Das Programm bietet Landwirtinnen und Landwirten verschiedene Fördermöglichkeiten, um aktiv zum Schutz der Wiesenvögel beizutragen. Dabei stehen sowohl Flächenschutz- als auch Gelegeschutzmaßnahmen im Fokus.
Im Bereich des Flächenschutzes können sie durch freiwillige Bewirtschaftungsvereinbarungen wertvolle Beiträge leisten – etwa durch wiesenvogelfreundliche Grünlandbewirtschaftung oder die Anlage von Bracheflächen auf Ackerland.

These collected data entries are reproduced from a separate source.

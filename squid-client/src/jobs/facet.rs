use serde_json::{Map, Value, json};
use squid_model::{
    Facet, FacetModel, JobId, JobKey, JobState, ProjectId, ResourcePath,
    ResultsFormat, Selection, paths::FACET_JOBS,
};

use super::{JobModel, JobOrchestrator, JobSubmission};
use crate::errors::JobResult;

impl JobModel for FacetModel {
    type Results = Vec<Facet>;

    const COLLECTION: &'static str = FACET_JOBS;

    fn key(&self) -> &JobKey {
        &self.id
    }

    fn job(&self) -> &JobState<Vec<Facet>> {
        &self.job
    }

    fn job_mut(&mut self) -> &mut JobState<Vec<Facet>> {
        &mut self.job
    }

    fn job_record(&self, project_id: &ProjectId, selection: Option<&Selection>) -> Value {
        let mut record = Map::new();
        record.insert("id".to_string(), json!({ "projectId": project_id }));
        record.insert("domains".to_string(), json!(self.domains));
        if let Some(selection) = selection.or(self.selection.as_ref()) {
            record.insert("selection".to_string(), json!(selection));
        }
        Value::Object(record)
    }

    fn prepare_submit(&mut self) {
        self.user_selection = None;
    }

    fn results_path(
        &self,
        project_id: &ProjectId,
        job_id: &JobId,
        _format: Option<&ResultsFormat>,
    ) -> ResourcePath {
        ResourcePath::facet_job_results(project_id, job_id)
    }

    fn results_from_submission(results: Option<Value>) -> Result<Vec<Facet>, serde_json::Error> {
        facets_of(results.unwrap_or(Value::Null))
    }

    // Results resources carry the facets at the top level; finished
    // submissions nest them under `results`.
    fn results_from_payload(mut payload: Value) -> Result<Vec<Facet>, serde_json::Error> {
        if payload.get("facets").is_none()
            && let Some(results) = payload.get_mut("results")
        {
            return facets_of(results.take());
        }
        facets_of(payload)
    }

    /// Computed facets become the model's selection.
    fn complete(&mut self, facets: Vec<Facet>) {
        self.selection = Some(Selection::from_facets(facets.clone()));
        self.job.succeed(facets);
    }
}

fn facets_of(mut payload: Value) -> Result<Vec<Facet>, serde_json::Error> {
    match payload.get_mut("facets").map(Value::take) {
        Some(Value::Null) | None => Ok(Vec::new()),
        Some(facets) => serde_json::from_value(facets),
    }
}

impl JobOrchestrator {
    /// Submits the facet job and waits for the computed facets.
    pub async fn compute_facets(
        &self,
        model: &mut FacetModel,
        selection: Option<&Selection>,
    ) -> JobResult<()> {
        self.compute(model, selection).await
    }

    /// Submits the facet job. The model stays RUNNING on success.
    pub async fn create_facet_job(
        &self,
        model: &mut FacetModel,
        selection: Option<&Selection>,
    ) -> JobResult<JobSubmission> {
        self.submit(model, selection).await
    }

    /// Polls the facets of an already submitted facet job.
    pub async fn facet_job_results(&self, model: &mut FacetModel) -> JobResult<()> {
        self.poll(model).await
    }
}
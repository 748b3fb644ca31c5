//! # Formula Group Parser
//!
//! Single left-to-right scan of a chemical formula with an explicit stack of groups, one group
//! per level of parenthesis nesting.
//!
//! - an uppercase letter starts an element symbol; one following lowercase letter belongs to it.
//!   Digits after the symbol are its count (1 if there are none)
//! - `(` opens a new group on top of the stack
//! - `)` closes the top group; digits after it are the group multiplier (1 if there are none)
//!   and the group's atoms, multiplied, are merged into the enclosing group
//! - every other character is skipped without effect
//!
//! A `)` without an open group is an error. Groups still open when the scan ends are handled
//! according to [`UnclosedGroupPolicy`].
//!
//! The stack is an arena of groups addressed by depth: a closed group is drained into its
//! parent and its map is reused the next time that depth is entered.
use log::{debug, warn};
use serde::{Deserialize, Serialize};

use crate::Chemistry::chem_error::ChemError;
use crate::Chemistry::composition::Composition;

/// what to do with groups that are still open when the formula ends, e.g. "Ca(OH"
#[derive(Debug, Clone, Copy, Default, PartialEq, Eq, Serialize, Deserialize)]
#[serde(rename_all = "lowercase")]
pub enum UnclosedGroupPolicy {
    /// atoms of unclosed groups are excluded from the result and a warning is logged
    #[default]
    Drop,
    /// unclosed groups make the formula invalid
    Reject,
}

struct GroupStack {
    groups: Vec<Composition>,
    depth: usize,
}

impl GroupStack {
    fn new() -> Self {
        Self {
            groups: vec![Composition::new()],
            depth: 0,
        }
    }

    fn top(&mut self) -> &mut Composition {
        &mut self.groups[self.depth]
    }

    fn open(&mut self) {
        self.depth += 1;
        if self.groups.len() == self.depth {
            self.groups.push(Composition::new());
        } else {
            self.groups[self.depth].clear();
        }
    }

    /// closes the top group into its parent; `None` if the multiplied counts overflow.
    /// The caller checks that a group is open
    fn close(&mut self, multiplier: usize) -> Option<()> {
        debug_assert!(self.depth > 0);
        let (lower, upper) = self.groups.split_at_mut(self.depth);
        self.depth -= 1;
        lower[self.depth].merge_scaled(&mut upper[0], multiplier)
    }

    fn into_base(mut self) -> Composition {
        self.groups.swap_remove(0)
    }
}

/// reads a run of decimal digits starting at `*i`, advancing `*i` past it.
/// No digits and a literal 0 both give 1
fn read_count(chars: &[char], i: &mut usize, formula: &str) -> Result<usize, ChemError> {
    let mut count: usize = 0;
    while let Some(d) = chars.get(*i).and_then(|c| c.to_digit(10)) {
        count = count
            .checked_mul(10)
            .and_then(|c| c.checked_add(d as usize))
            .ok_or_else(|| ChemError::invalid_formula(formula, "count is too large"))?;
        *i += 1;
    }
    Ok(if count == 0 { 1 } else { count })
}

/// parses a formula into its atomic composition, keeping the contents of unclosed groups out
/// of the result
///
/// # Examples
/// ```
/// use MolarCalc::Chemistry::formula_parser::parse_formula;
/// let composition = parse_formula("K4(Fe(CN)6)").unwrap();
/// assert_eq!(composition.get("K"), Some(4));
/// assert_eq!(composition.get("C"), Some(6));
/// assert!(parse_formula("Na)Cl").is_err());
/// ```
pub fn parse_formula(formula: &str) -> Result<Composition, ChemError> {
    parse_formula_with_policy(formula, UnclosedGroupPolicy::Drop)
}

pub fn parse_formula_with_policy(
    formula: &str,
    policy: UnclosedGroupPolicy,
) -> Result<Composition, ChemError> {
    let chars: Vec<char> = formula.chars().collect();
    let mut stack = GroupStack::new();
    let mut i = 0;
    while i < chars.len() {
        let c = chars[i];
        if c.is_uppercase() {
            let start = i;
            i += 1;
            if chars.get(i).is_some_and(|next| next.is_lowercase()) {
                i += 1;
            }
            let symbol: String = chars[start..i].iter().collect();
            let count = read_count(&chars, &mut i, formula)?;
            debug!("element {} x{} at depth {}", symbol, count, stack.depth);
            stack.top().add(&symbol, count).ok_or_else(|| {
                ChemError::invalid_formula(formula, "atom count is too large")
            })?;
        } else if c == '(' {
            stack.open();
            i += 1;
        } else if c == ')' {
            i += 1;
            let multiplier = read_count(&chars, &mut i, formula)?;
            if stack.depth == 0 {
                return Err(ChemError::invalid_formula(
                    formula,
                    format!("unmatched ')' at position {}", i - 1),
                ));
            }
            stack.close(multiplier).ok_or_else(|| {
                ChemError::invalid_formula(formula, "atom count is too large")
            })?;
        } else {
            i += 1;
        }
    }

    if stack.depth > 0 {
        match policy {
            UnclosedGroupPolicy::Drop => {
                warn!(
                    "formula '{}' has {} unclosed group(s); their atoms are not counted",
                    formula, stack.depth
                );
            }
            UnclosedGroupPolicy::Reject => {
                return Err(ChemError::invalid_formula(
                    formula,
                    format!("{} unclosed '('", stack.depth),
                ));
            }
        }
    }
    Ok(stack.into_base())
}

Für den Schutz der Gelege außerhalb geschützter Flächen werden Maßnahmen wie das Aussparen von Nestern bei der Mahd oder die Einrichtung von Schutzbereichen mit Elektrozäunung unterstützt.
Ziel des Programms ist eine enge und vertrauensvolle Zusammenarbeit zwischen Landwirtschaft und Naturschutz, um die Brut- und Aufzuchtbedingungen der bedrohten Wiesenvögel langfristig zu sichern und zu verbessern.
Für die Teilnahme am Feuchtwiesenprogramm sind vor allem Landwirtinnen und Landwirte gefragt – sie tragen mit ihrer rücksichtsvollen Bewirtschaftung wesentlich zum Schutz der Wiesenvögel bei.
Wir freuen uns aber auch über die Unterstützung von allen anderen, die durch das Melden von Gelegen oder Rücksichtnahme in der Brutzeit zum Erfolg des Programms beitragen.
Zu den in der Grafschaft vorkommenden Wiesenvogelarten gehören u.a. Brachvogel, Uferschnepfe, Kiebitz, Rotschenkel, Bekassine und Austernfischer.